### INSTRUCTIONS TO FOLLOW
Within the records below, filter for lines carrying the word "CREATED" and copy them.

+---+

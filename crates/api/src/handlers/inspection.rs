//! Handlers for inspections, their checklist answers, and evidence photos.
//!
//! Scheduling is done by whoever runs the project (superadmin, the
//! administering admin lead, or the project lead). Only the assigned
//! inspector records answers and photos, and only while the inspection is
//! in progress.

use axum::extract::{Path, State};
use axum::http::StatusCode;
use axum::response::IntoResponse;
use axum::Json;
use serde::Deserialize;
use slf_core::error::{CoreError, FieldErrors};
use slf_core::event_types::{EVENT_INSPECTION_SCHEDULED, EVENT_INSPECTION_STATUS_CHANGED};
use slf_core::evidence::{validate_optional_coordinates, validate_photogeotag};
use slf_core::inspection::{validate_time_window, validate_transition, InspectionStatus};
use slf_core::roles::{Role, ROLE_INSPECTOR};
use slf_core::types::DbId;
use slf_db::models::inspection::{
    ChecklistResponse, CreateInspection, CreateInspectionPhoto, Inspection, InspectionPhoto,
    UpsertChecklistResponse,
};
use slf_db::models::project::Project;
use slf_db::repositories::{ChecklistRepo, InspectionRepo, PhotoRepo, TeamRepo};
use slf_db::DbPool;
use slf_events::WorkflowEvent;

use crate::error::{AppError, AppResult};
use crate::handlers::project::{ensure_can_view, ensure_project_exists};
use crate::middleware::auth::AuthUser;
use crate::response::DataResponse;
use crate::state::AppState;

async fn ensure_inspection_exists(pool: &DbPool, id: DbId) -> AppResult<Inspection> {
    InspectionRepo::find_by_id(pool, id)
        .await?
        .ok_or_else(|| AppError::not_found("Inspection", id))
}

fn can_schedule(user: &AuthUser, project: &Project) -> bool {
    match user.role {
        Role::Superadmin => true,
        Role::AdminLead => project.is_administered_by(user.user_id),
        Role::ProjectLead => project.project_lead_id == Some(user.user_id),
        _ => false,
    }
}

fn ensure_assigned_inspector(user: &AuthUser, inspection: &Inspection) -> AppResult<()> {
    if user.is_superadmin() || inspection.inspector_id == user.user_id {
        Ok(())
    } else {
        Err(AppError::forbidden(
            "Only the assigned inspector may record evidence",
        ))
    }
}

fn ensure_accepts_evidence(inspection: &Inspection) -> AppResult<()> {
    let status = InspectionStatus::from_str_db(&inspection.status)
        .map_err(|e| CoreError::Internal(e.to_string()))?;
    if status.accepts_evidence() {
        Ok(())
    } else {
        Err(AppError::conflict(format!(
            "Inspection {} is '{}'; evidence is only accepted while in progress",
            inspection.id,
            status.as_str()
        )))
    }
}

// ---------------------------------------------------------------------------
// Inspections
// ---------------------------------------------------------------------------

/// GET /api/v1/projects/{id}/inspections
pub async fn list_for_project(
    auth: AuthUser,
    State(state): State<AppState>,
    Path(project_id): Path<DbId>,
) -> AppResult<Json<DataResponse<Vec<Inspection>>>> {
    let project = ensure_project_exists(&state.pool, project_id).await?;
    ensure_can_view(&state.pool, &auth, &project).await?;

    let inspections = InspectionRepo::list_by_project(&state.pool, project_id).await?;
    Ok(Json(DataResponse { data: inspections }))
}

/// POST /api/v1/projects/{id}/inspections
pub async fn schedule(
    auth: AuthUser,
    State(state): State<AppState>,
    Path(project_id): Path<DbId>,
    Json(input): Json<CreateInspection>,
) -> AppResult<impl IntoResponse> {
    let project = ensure_project_exists(&state.pool, project_id).await?;
    if !can_schedule(&auth, &project) {
        return Err(AppError::forbidden(
            "Only the project's admin lead or project lead may schedule inspections",
        ));
    }

    validate_time_window(input.start_time, input.end_time)?;

    if !TeamRepo::has_role(&state.pool, project_id, input.inspector_id, ROLE_INSPECTOR).await? {
        let mut errors = FieldErrors::new();
        errors.add(
            "inspector_id",
            format!(
                "Profile {} is not an inspector on project {project_id}",
                input.inspector_id
            ),
        );
        return Err(CoreError::InvalidFields(errors).into());
    }

    let inspection = InspectionRepo::create(&state.pool, project_id, &input).await?;

    tracing::info!(
        user_id = auth.user_id,
        project_id,
        inspection_id = inspection.id,
        inspector_id = inspection.inspector_id,
        scheduled_date = %inspection.scheduled_date,
        "Inspection scheduled"
    );

    state.event_bus.publish(
        WorkflowEvent::new(EVENT_INSPECTION_SCHEDULED)
            .with_source("inspection", inspection.id)
            .with_project(project_id)
            .with_actor(auth.user_id)
            .with_payload(serde_json::json!({
                "project_name": project.name,
                "scheduled_date": inspection.scheduled_date,
                "recipient_ids": [inspection.inspector_id],
            })),
    );

    Ok((StatusCode::CREATED, Json(DataResponse { data: inspection })))
}

/// GET /api/v1/inspections/{id}
pub async fn get_by_id(
    auth: AuthUser,
    State(state): State<AppState>,
    Path(id): Path<DbId>,
) -> AppResult<Json<DataResponse<Inspection>>> {
    let inspection = ensure_inspection_exists(&state.pool, id).await?;
    let project = ensure_project_exists(&state.pool, inspection.project_id).await?;
    ensure_can_view(&state.pool, &auth, &project).await?;
    Ok(Json(DataResponse { data: inspection }))
}

#[derive(Debug, Deserialize)]
pub struct InspectionStatusRequest {
    pub status: String,
}

/// POST /api/v1/inspections/{id}/status
///
/// The assigned inspector starts and completes the visit. Only the
/// scheduler may cancel or reject it.
pub async fn change_status(
    auth: AuthUser,
    State(state): State<AppState>,
    Path(id): Path<DbId>,
    Json(input): Json<InspectionStatusRequest>,
) -> AppResult<Json<DataResponse<Inspection>>> {
    let inspection = ensure_inspection_exists(&state.pool, id).await?;
    let project = ensure_project_exists(&state.pool, inspection.project_id).await?;

    if inspection.inspector_id != auth.user_id && !can_schedule(&auth, &project) {
        return Err(AppError::forbidden(
            "You are not assigned to this inspection",
        ));
    }

    let current = InspectionStatus::from_str_db(&inspection.status)
        .map_err(|e| CoreError::Internal(e.to_string()))?;
    let next = InspectionStatus::from_str_db(&input.status)?;
    if matches!(next, InspectionStatus::Cancelled | InspectionStatus::Rejected)
        && !can_schedule(&auth, &project)
    {
        return Err(AppError::forbidden(format!(
            "Only the project's scheduler may mark an inspection {}",
            next.as_str()
        )));
    }
    validate_transition(current, next)?;

    let updated = InspectionRepo::update_status_if(&state.pool, id, current.as_str(), next.as_str())
        .await?
        .ok_or_else(|| {
            AppError::conflict(format!(
                "Inspection {id} is no longer in status '{}'",
                current.as_str()
            ))
        })?;

    tracing::info!(
        user_id = auth.user_id,
        inspection_id = id,
        project_id = project.id,
        from = current.as_str(),
        to = next.as_str(),
        "Inspection status changed"
    );

    state.event_bus.publish(
        WorkflowEvent::new(EVENT_INSPECTION_STATUS_CHANGED)
            .with_source("inspection", id)
            .with_project(project.id)
            .with_actor(auth.user_id)
            .with_payload(serde_json::json!({
                "project_name": project.name,
                "from": current.as_str(),
                "to": next.as_str(),
            })),
    );

    Ok(Json(DataResponse { data: updated }))
}

// ---------------------------------------------------------------------------
// Checklist responses
// ---------------------------------------------------------------------------

/// GET /api/v1/inspections/{id}/responses
pub async fn list_responses(
    auth: AuthUser,
    State(state): State<AppState>,
    Path(id): Path<DbId>,
) -> AppResult<Json<DataResponse<Vec<ChecklistResponse>>>> {
    let inspection = ensure_inspection_exists(&state.pool, id).await?;
    let project = ensure_project_exists(&state.pool, inspection.project_id).await?;
    ensure_can_view(&state.pool, &auth, &project).await?;

    let responses = ChecklistRepo::list_by_inspection(&state.pool, id).await?;
    Ok(Json(DataResponse { data: responses }))
}

/// PUT /api/v1/inspections/{id}/responses/{item_id}
///
/// Answer (or re-answer) one checklist item.
pub async fn upsert_response(
    auth: AuthUser,
    State(state): State<AppState>,
    Path((id, item_id)): Path<(DbId, String)>,
    Json(input): Json<UpsertChecklistResponse>,
) -> AppResult<Json<DataResponse<ChecklistResponse>>> {
    let item_id = item_id.trim();
    if item_id.is_empty() {
        return Err(AppError::BadRequest("item_id must not be empty".into()));
    }

    let inspection = ensure_inspection_exists(&state.pool, id).await?;
    ensure_assigned_inspector(&auth, &inspection)?;
    ensure_accepts_evidence(&inspection)?;

    if let Some(geotag) = &input.photogeotag_data {
        validate_photogeotag(geotag)?;
    }

    let response = ChecklistRepo::upsert(&state.pool, id, item_id, auth.user_id, &input).await?;

    tracing::info!(
        user_id = auth.user_id,
        inspection_id = id,
        item_id,
        geotagged = input.photogeotag_data.is_some(),
        "Checklist response recorded"
    );

    Ok(Json(DataResponse { data: response }))
}

// ---------------------------------------------------------------------------
// Photos
// ---------------------------------------------------------------------------

/// GET /api/v1/inspections/{id}/photos
pub async fn list_photos(
    auth: AuthUser,
    State(state): State<AppState>,
    Path(id): Path<DbId>,
) -> AppResult<Json<DataResponse<Vec<InspectionPhoto>>>> {
    let inspection = ensure_inspection_exists(&state.pool, id).await?;
    let project = ensure_project_exists(&state.pool, inspection.project_id).await?;
    ensure_can_view(&state.pool, &auth, &project).await?;

    let photos = PhotoRepo::list_by_inspection(&state.pool, id).await?;
    Ok(Json(DataResponse { data: photos }))
}

/// POST /api/v1/inspections/{id}/photos
pub async fn add_photo(
    auth: AuthUser,
    State(state): State<AppState>,
    Path(id): Path<DbId>,
    Json(input): Json<CreateInspectionPhoto>,
) -> AppResult<impl IntoResponse> {
    if input.photo_url.trim().is_empty() {
        return Err(AppError::BadRequest("photo_url is required".into()));
    }
    validate_optional_coordinates(input.latitude, input.longitude)?;

    let inspection = ensure_inspection_exists(&state.pool, id).await?;
    ensure_assigned_inspector(&auth, &inspection)?;
    ensure_accepts_evidence(&inspection)?;

    let photo = PhotoRepo::create(&state.pool, id, auth.user_id, &input).await?;

    tracing::info!(
        user_id = auth.user_id,
        inspection_id = id,
        photo_id = photo.id,
        "Inspection photo added"
    );

    Ok((StatusCode::CREATED, Json(DataResponse { data: photo })))
}
//! Repository layer.
//!
//! Each repository is a zero-sized struct providing async methods that
//! accept `&PgPool` as the first argument.

pub mod checklist_repo;
pub mod client_repo;
pub mod document_repo;
pub mod inspection_repo;
pub mod notification_repo;
pub mod phase_repo;
pub mod photo_repo;
pub mod profile_repo;
pub mod project_repo;
pub mod team_repo;
pub mod triage_repo;

pub use checklist_repo::ChecklistRepo;
pub use client_repo::ClientRepo;
pub use document_repo::DocumentRepo;
pub use inspection_repo::InspectionRepo;
pub use notification_repo::NotificationRepo;
pub use phase_repo::PhaseRepo;
pub use photo_repo::PhotoRepo;
pub use profile_repo::ProfileRepo;
pub use project_repo::ProjectRepo;
pub use team_repo::TeamRepo;
pub use triage_repo::TriageRepo;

+---+

### RESPONSE BOX
    Ok((StatusCode::CREATED, Json(DataResponse { data: inspection })))
    Ok((StatusCode::CREATED, Json(DataResponse { data: photo })))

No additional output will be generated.